Stored items
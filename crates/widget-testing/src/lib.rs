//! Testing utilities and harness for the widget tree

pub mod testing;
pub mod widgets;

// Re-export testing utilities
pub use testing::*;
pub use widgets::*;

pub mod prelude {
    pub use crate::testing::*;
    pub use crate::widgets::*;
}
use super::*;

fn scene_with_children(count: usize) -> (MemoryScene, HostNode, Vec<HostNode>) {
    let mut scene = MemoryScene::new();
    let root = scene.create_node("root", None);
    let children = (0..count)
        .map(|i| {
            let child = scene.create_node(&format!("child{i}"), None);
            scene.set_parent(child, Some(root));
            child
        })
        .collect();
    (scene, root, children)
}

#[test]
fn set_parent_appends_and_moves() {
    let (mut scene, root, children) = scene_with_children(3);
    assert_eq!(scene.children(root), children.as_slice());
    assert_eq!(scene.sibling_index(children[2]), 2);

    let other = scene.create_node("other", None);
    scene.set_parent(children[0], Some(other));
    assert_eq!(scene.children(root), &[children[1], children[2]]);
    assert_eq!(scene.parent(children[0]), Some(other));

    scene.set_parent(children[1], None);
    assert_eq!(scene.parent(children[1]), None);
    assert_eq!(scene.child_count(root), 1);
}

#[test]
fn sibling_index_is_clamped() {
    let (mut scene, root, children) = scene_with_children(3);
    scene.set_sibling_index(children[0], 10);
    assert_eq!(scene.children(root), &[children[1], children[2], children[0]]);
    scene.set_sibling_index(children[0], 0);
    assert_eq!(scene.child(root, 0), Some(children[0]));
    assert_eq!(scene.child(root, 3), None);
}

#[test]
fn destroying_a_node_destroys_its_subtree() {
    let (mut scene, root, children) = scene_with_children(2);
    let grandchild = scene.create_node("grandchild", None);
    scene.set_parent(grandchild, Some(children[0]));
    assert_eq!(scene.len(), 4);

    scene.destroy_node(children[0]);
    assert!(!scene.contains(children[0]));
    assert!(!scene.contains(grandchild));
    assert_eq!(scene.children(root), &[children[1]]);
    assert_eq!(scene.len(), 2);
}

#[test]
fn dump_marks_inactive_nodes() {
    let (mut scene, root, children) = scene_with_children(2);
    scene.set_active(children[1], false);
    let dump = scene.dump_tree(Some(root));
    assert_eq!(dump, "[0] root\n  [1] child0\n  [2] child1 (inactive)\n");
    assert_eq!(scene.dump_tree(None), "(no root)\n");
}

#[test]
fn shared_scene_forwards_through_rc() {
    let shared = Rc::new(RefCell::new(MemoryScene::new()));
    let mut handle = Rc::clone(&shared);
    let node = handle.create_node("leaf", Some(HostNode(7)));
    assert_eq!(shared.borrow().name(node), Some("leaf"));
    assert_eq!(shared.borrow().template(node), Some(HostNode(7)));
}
...
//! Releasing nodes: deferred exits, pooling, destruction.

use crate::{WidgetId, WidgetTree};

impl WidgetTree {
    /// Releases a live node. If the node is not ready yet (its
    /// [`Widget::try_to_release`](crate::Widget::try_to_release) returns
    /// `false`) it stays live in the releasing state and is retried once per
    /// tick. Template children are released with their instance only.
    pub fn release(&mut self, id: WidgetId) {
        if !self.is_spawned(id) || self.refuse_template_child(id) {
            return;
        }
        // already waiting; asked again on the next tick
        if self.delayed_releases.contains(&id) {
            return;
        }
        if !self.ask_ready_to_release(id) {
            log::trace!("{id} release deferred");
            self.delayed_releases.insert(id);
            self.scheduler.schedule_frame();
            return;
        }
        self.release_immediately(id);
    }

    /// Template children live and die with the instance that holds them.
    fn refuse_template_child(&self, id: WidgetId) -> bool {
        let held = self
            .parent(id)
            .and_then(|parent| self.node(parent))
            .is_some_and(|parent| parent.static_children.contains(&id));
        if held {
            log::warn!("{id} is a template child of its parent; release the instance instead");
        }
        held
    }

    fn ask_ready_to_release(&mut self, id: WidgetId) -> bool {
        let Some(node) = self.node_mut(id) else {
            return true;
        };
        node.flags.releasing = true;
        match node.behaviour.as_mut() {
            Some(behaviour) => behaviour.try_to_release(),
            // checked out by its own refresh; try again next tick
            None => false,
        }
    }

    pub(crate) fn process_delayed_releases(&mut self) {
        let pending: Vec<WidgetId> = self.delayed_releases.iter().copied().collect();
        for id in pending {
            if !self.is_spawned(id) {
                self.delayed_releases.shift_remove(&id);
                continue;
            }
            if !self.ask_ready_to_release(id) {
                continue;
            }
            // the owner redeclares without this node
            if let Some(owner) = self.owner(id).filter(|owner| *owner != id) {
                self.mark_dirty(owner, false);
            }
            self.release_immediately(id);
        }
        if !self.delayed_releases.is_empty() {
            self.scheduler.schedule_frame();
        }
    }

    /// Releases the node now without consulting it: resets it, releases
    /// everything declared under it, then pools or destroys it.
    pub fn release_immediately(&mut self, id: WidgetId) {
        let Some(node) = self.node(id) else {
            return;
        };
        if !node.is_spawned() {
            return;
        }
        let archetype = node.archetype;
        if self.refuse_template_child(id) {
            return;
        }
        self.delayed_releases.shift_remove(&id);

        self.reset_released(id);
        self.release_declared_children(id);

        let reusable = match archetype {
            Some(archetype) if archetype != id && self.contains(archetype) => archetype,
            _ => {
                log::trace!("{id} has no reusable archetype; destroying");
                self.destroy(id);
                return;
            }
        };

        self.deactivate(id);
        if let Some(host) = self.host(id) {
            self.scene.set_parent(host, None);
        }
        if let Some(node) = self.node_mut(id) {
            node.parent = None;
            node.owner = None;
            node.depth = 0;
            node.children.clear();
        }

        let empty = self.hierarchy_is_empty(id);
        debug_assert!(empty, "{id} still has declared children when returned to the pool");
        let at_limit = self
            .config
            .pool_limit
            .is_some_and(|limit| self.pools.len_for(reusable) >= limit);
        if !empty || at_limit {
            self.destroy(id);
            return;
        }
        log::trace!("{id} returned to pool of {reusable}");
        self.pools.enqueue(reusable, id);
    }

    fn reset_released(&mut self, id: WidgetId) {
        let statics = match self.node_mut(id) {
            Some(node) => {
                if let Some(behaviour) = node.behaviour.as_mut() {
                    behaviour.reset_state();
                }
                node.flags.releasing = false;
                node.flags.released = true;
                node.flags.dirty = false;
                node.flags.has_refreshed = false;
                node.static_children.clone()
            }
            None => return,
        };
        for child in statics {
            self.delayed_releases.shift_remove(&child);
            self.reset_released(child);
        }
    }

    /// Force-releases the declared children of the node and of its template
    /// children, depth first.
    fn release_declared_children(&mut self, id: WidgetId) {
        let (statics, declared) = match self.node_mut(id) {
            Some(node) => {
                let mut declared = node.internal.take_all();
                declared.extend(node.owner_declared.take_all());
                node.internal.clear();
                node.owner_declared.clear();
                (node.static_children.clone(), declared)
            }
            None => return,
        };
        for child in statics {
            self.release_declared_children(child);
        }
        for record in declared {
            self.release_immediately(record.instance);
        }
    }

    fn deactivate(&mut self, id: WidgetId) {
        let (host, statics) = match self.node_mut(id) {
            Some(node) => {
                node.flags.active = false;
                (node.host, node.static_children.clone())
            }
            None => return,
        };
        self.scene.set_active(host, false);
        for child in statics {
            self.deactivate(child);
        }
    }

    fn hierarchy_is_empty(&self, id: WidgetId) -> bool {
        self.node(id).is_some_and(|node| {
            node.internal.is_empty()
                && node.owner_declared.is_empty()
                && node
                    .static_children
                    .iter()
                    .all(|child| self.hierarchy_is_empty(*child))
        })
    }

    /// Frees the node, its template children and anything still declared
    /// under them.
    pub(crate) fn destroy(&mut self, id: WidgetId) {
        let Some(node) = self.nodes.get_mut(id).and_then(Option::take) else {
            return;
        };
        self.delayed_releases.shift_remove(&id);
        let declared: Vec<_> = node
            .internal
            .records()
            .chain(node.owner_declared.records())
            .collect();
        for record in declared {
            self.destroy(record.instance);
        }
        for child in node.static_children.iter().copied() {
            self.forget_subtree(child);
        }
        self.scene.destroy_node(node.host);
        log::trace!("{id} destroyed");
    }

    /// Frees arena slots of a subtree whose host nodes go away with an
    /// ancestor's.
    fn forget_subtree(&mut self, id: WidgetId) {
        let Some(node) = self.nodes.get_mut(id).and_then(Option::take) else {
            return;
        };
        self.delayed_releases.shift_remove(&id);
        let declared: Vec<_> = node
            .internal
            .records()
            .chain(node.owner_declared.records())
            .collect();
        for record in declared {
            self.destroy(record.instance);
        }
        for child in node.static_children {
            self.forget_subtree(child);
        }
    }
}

Instructions for the task –
Take the lines above from the one containing "returned to pool" to the one containing "let (statics, declared)" and retype them exactly, both ends included, with nothing added.

Response to the exercise –
        log::trace!("{id} returned to pool of {reusable}");
        self.pools.enqueue(reusable, id);
    }

    fn reset_released(&mut self, id: WidgetId) {
        let statics = match self.node_mut(id) {
            Some(node) => {
                if let Some(behaviour) = node.behaviour.as_mut() {
                    behaviour.reset_state();
                }
                node.flags.releasing = false;
                node.flags.released = true;
                node.flags.dirty = false;
                node.flags.has_refreshed = false;
                node.static_children.clone()
            }
            None => return,
        };
        for child in statics {
            self.delayed_releases.shift_remove(&child);
            self.reset_released(child);
        }
    }

    /// Force-releases the declared children of the node and of its template
    /// children, depth first.
    fn release_declared_children(&mut self, id: WidgetId) {
        let (statics, declared) = match self.node_mut(id) {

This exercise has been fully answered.